In addition to the deed from Johnson as administrator to Blount, appellants also rely for title upon certain deeds made by some of the heirs of Mrs. Wallace after that sale. One of these was a deed dated March 17, 1906, executed by Mrs. Johnson joined by her husband and the appellee Annie B. Arnold, conveying to E. A. Blount their entire interest in the Gibbs tract of land. The evidence shows that R. P. Arnold and Annie B. were husband and wife at the time, but that the husband failed to join in the deed; and upon that ground the validity of the instrument was attacked by them. Another deed relied upon by the appellants is one from S. M. Johnson purporting to act as attorney in fact for Richard Waterhouse, one of the appellees, who in this suit claims title to an undivided one-fourteenth interest in the land. This deed was dated August 25, 1902.
Upon the last trial the court gave the jury the following charge: "In this case you will *Page 920 return a verdict for a three-seventh undivided part or interest in the 757 acres of land described in plaintiffs' petition, for the plaintiffs, except Annie B. Arnold, and as to these plaintiffs you will be governed by the following instructions: As to the one-seventh interest in the land sued for by Arnold and his wife, you will find a verdict in their favor unless you should find against them from a preponderance of the evidence on one or both of the propositions hereinafter submitted. (Then follow instructions regarding the facts relative to the separation of Arnold and wife at the time she signed the deed.) You will therefore answer two questions: First, was Annie B. Arnold guilty of fraud, as above defined, in the execution of the deed to Blount? Second, were Annie B. Arnold and R. P. Arnold permanently separated, as above defined, at the time of the execution of the deed to Blount? You will find for Southern Pine Lumber Company and against J. E. Stephenson and H. N. Street on their warranty for $2,595.42, and if you find in favor of Arnold and wife you will add to this amount $865.14, making a total of $3,460.56, together with 6 per cent. per annum interest thereon from March 28, 1907. You will find in favor of Southern Pine Lumber Company and against J. L. Stephenson for $837.14. You will find in favor of Southern Pine Lumber Company and against E. A. Blount, if you should find in favor of Arnold and wife, the sum of $586.14; and, if you should find against Arnold and wife, you will find against Blount for the sum of $262.75." A verdict was returned responding to the peremptory instructions given and also finding in favor of Mrs. Arnold and her husband upon the issues submitted regarding their separation from each other at the time of the execution of the deed before referred to. The court entered a judgment in accordance with the verdict and granted the order for partition as prayed for by the plaintiffs.

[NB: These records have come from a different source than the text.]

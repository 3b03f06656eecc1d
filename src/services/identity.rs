// navdesk Identity Provider
// Checks admin credentials against users.json and produces the Actor that
// mutating operations carry for audit logging.

use std::num::NonZeroU32;

use base64::{engine::general_purpose::STANDARD as BASE64, Engine as _};
use ring::{hmac, pbkdf2};
use ring::rand::{SecureRandom, SystemRandom};
use tracing::{info, warn};

use crate::storage::Repository;
use crate::types::errors::NavError;
use crate::types::user::{Actor, User};

/// Prefix marking a PBKDF2-hashed password in users.json.
pub const PBKDF2_SCHEME: &str = "pbkdf2_sha256";

const PBKDF2_ITERATIONS: u32 = 100_000;
const SALT_LENGTH: usize = 16;
const HASH_LENGTH: usize = 32;

/// Trait defining credential checks.
pub trait IdentityProviderTrait {
    fn authenticate(&self, username: &str, password: &str) -> Result<Actor, NavError>;
    /// The reserved `secretKey` value, empty when unset.
    fn secret_key(&self) -> Result<String, NavError>;
}

/// Identity provider reading users through the repository on every call.
pub struct IdentityProvider<'a> {
    repo: &'a dyn Repository,
}

impl<'a> IdentityProvider<'a> {
    pub fn new(repo: &'a dyn Repository) -> Self {
        Self { repo }
    }
}

/// Hashes `password` into the `pbkdf2_sha256$<iter>$<salt>$<hash>` form.
pub fn hash_password(password: &str) -> Result<String, ring::error::Unspecified> {
    let iterations = NonZeroU32::new(PBKDF2_ITERATIONS).ok_or(ring::error::Unspecified)?;
    let mut salt = [0u8; SALT_LENGTH];
    SystemRandom::new().fill(&mut salt)?;

    let mut hash = [0u8; HASH_LENGTH];
    pbkdf2::derive(
        pbkdf2::PBKDF2_HMAC_SHA256,
        iterations,
        &salt,
        password.as_bytes(),
        &mut hash,
    );
    Ok(format!(
        "{}${}${}${}",
        PBKDF2_SCHEME,
        PBKDF2_ITERATIONS,
        BASE64.encode(salt),
        BASE64.encode(hash)
    ))
}

/// Compares a submitted password with the stored value.
///
/// Stored values in the PBKDF2 form are verified by re-derivation; anything
/// else is treated as plaintext. Both paths compare in constant time.
pub fn verify_password(stored: &str, submitted: &str) -> bool {
    match stored.strip_prefix(PBKDF2_SCHEME).and_then(|s| s.strip_prefix('$')) {
        Some(encoded) => verify_pbkdf2(encoded, submitted),
        None => verify_plaintext(stored, submitted),
    }
}

// Compares HMAC tags under a throwaway key instead of the raw strings.
fn verify_plaintext(stored: &str, submitted: &str) -> bool {
    let Ok(key) = hmac::Key::generate(hmac::HMAC_SHA256, &SystemRandom::new()) else {
        return false;
    };
    let expected = hmac::sign(&key, stored.as_bytes());
    hmac::verify(&key, submitted.as_bytes(), expected.as_ref()).is_ok()
}

fn verify_pbkdf2(encoded: &str, submitted: &str) -> bool {
    let mut parts = encoded.splitn(3, '$');
    let (Some(iterations), Some(salt), Some(hash)) = (parts.next(), parts.next(), parts.next()) else {
        return false;
    };
    let Some(iterations) = iterations.parse::<u32>().ok().and_then(NonZeroU32::new) else {
        return false;
    };
    let (Ok(salt), Ok(hash)) = (BASE64.decode(salt), BASE64.decode(hash)) else {
        return false;
    };
    pbkdf2::verify(
        pbkdf2::PBKDF2_HMAC_SHA256,
        iterations,
        &salt,
        submitted.as_bytes(),
        &hash,
    )
    .is_ok()
}

impl<'a> IdentityProviderTrait for IdentityProvider<'a> {
    fn authenticate(&self, username: &str, password: &str) -> Result<Actor, NavError> {
        let directory = self.repo.load_users()?;
        let found: Option<&User> = directory
            .users
            .values()
            .find(|u| u.username == username && verify_password(&u.password, password));

        match found {
            Some(user) => {
                info!(user = %user.username, role = %user.role, "login succeeded");
                Ok(Actor::new(user.username.clone(), user.role.clone()))
            }
            None => {
                warn!(user = username, "login failed: bad username or password");
                Err(NavError::Unauthorized)
            }
        }
    }

    fn secret_key(&self) -> Result<String, NavError> {
        Ok(self.repo.load_users()?.secret_key)
    }
}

In view of the peremptory character of those instructions, if the principal questions involved in the case were improperly decided by the court below, the record presents errors which are fundamental, requiring notices in this court without any specific assignment. Searcy v. Grant,90 Tex. 97, 37 S.W. 320; Olivarri v. W. U. Tel. Co., 116 S.W. 392. We have concluded to consider those questions without reference to the errors assigned.
There is no substantial difference as to the facts between the present record and that of the former appeal, and the legal questions involved in the main issues are also the same. Appellants have reiterated the propositions which, as appellees, they had previously urged, that the children of Mrs. Wallace did not under the deed from B.R. and Rebecca Wallace take a vested remainder; that, if it should be held that they did, it was contingent upon the failure of Mrs. Wallace to exercise her power of appointment and was defeated by the execution of that power contained in her will. We are still unable to concur in this view of the law applicable to this case.

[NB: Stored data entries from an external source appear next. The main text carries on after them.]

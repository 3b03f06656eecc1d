// navdesk Dashboard view
// The read-only aggregate served to anonymous visitors: every category,
// every bookmark and the display settings in one payload.

use serde::Serialize;
use tracing::warn;

use crate::storage::Repository;
use crate::types::bookmark::{display_order, Bookmark};
use crate::types::category::Category;
use crate::types::errors::NavError;
use crate::types::settings::Settings;

/// Everything the public page needs to render.
#[derive(Debug, Clone, PartialEq, Serialize)]
pub struct DashboardView {
    pub categories: Vec<Category>,
    pub bookmarks: Vec<Bookmark>,
    pub settings: Settings,
}

/// Loads and sorts the public view.
///
/// A broken settings file degrades to defaults; broken category or bookmark
/// files are storage errors.
pub fn snapshot(repo: &dyn Repository) -> Result<DashboardView, NavError> {
    let mut categories = repo.load_categories()?;
    let mut bookmarks = repo.load_bookmarks()?;
    let settings = repo.load_settings().unwrap_or_else(|e| {
        warn!(error = %e, "settings unreadable, using defaults");
        Settings::default()
    });

    categories.sort_by_key(|c| c.sort);
    bookmarks.sort_by(display_order);

    Ok(DashboardView {
        categories,
        bookmarks,
        settings,
    })
}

Upon the execution and delivery of the deed from B.R. Wallace and Rebecca Wallace, they as grantors were completely divested of all title to the land, not even retaining any reversionary rights. It was a conveyance made upon a purchase and sale. Had the beneficiaries become extinct without leaving heirs, or without having transmitted their rights to others, B.R. and Rebecca Wallace could have asserted no more rights to the property than could any other stranger.
The question then is: To whom did the fee pass? If we construe the deed according to its manifest intent, Mary E. Wallace took only a life estate. The fact that she was given the power of disposing of the land by sale in addition to her power of appointment, did not enlarge what was otherwise intended as a life estate only. Steiff v. Seibert, 128 Iowa 746,105 N.W. 328, 6 L.R.A. (N.S.) 1186, and cases referred to in notes.
W. W. Wallace was given no property interest in the land, but was merely the depositary of the naked legal title, holding it in trust for the real owners of the beneficial interest.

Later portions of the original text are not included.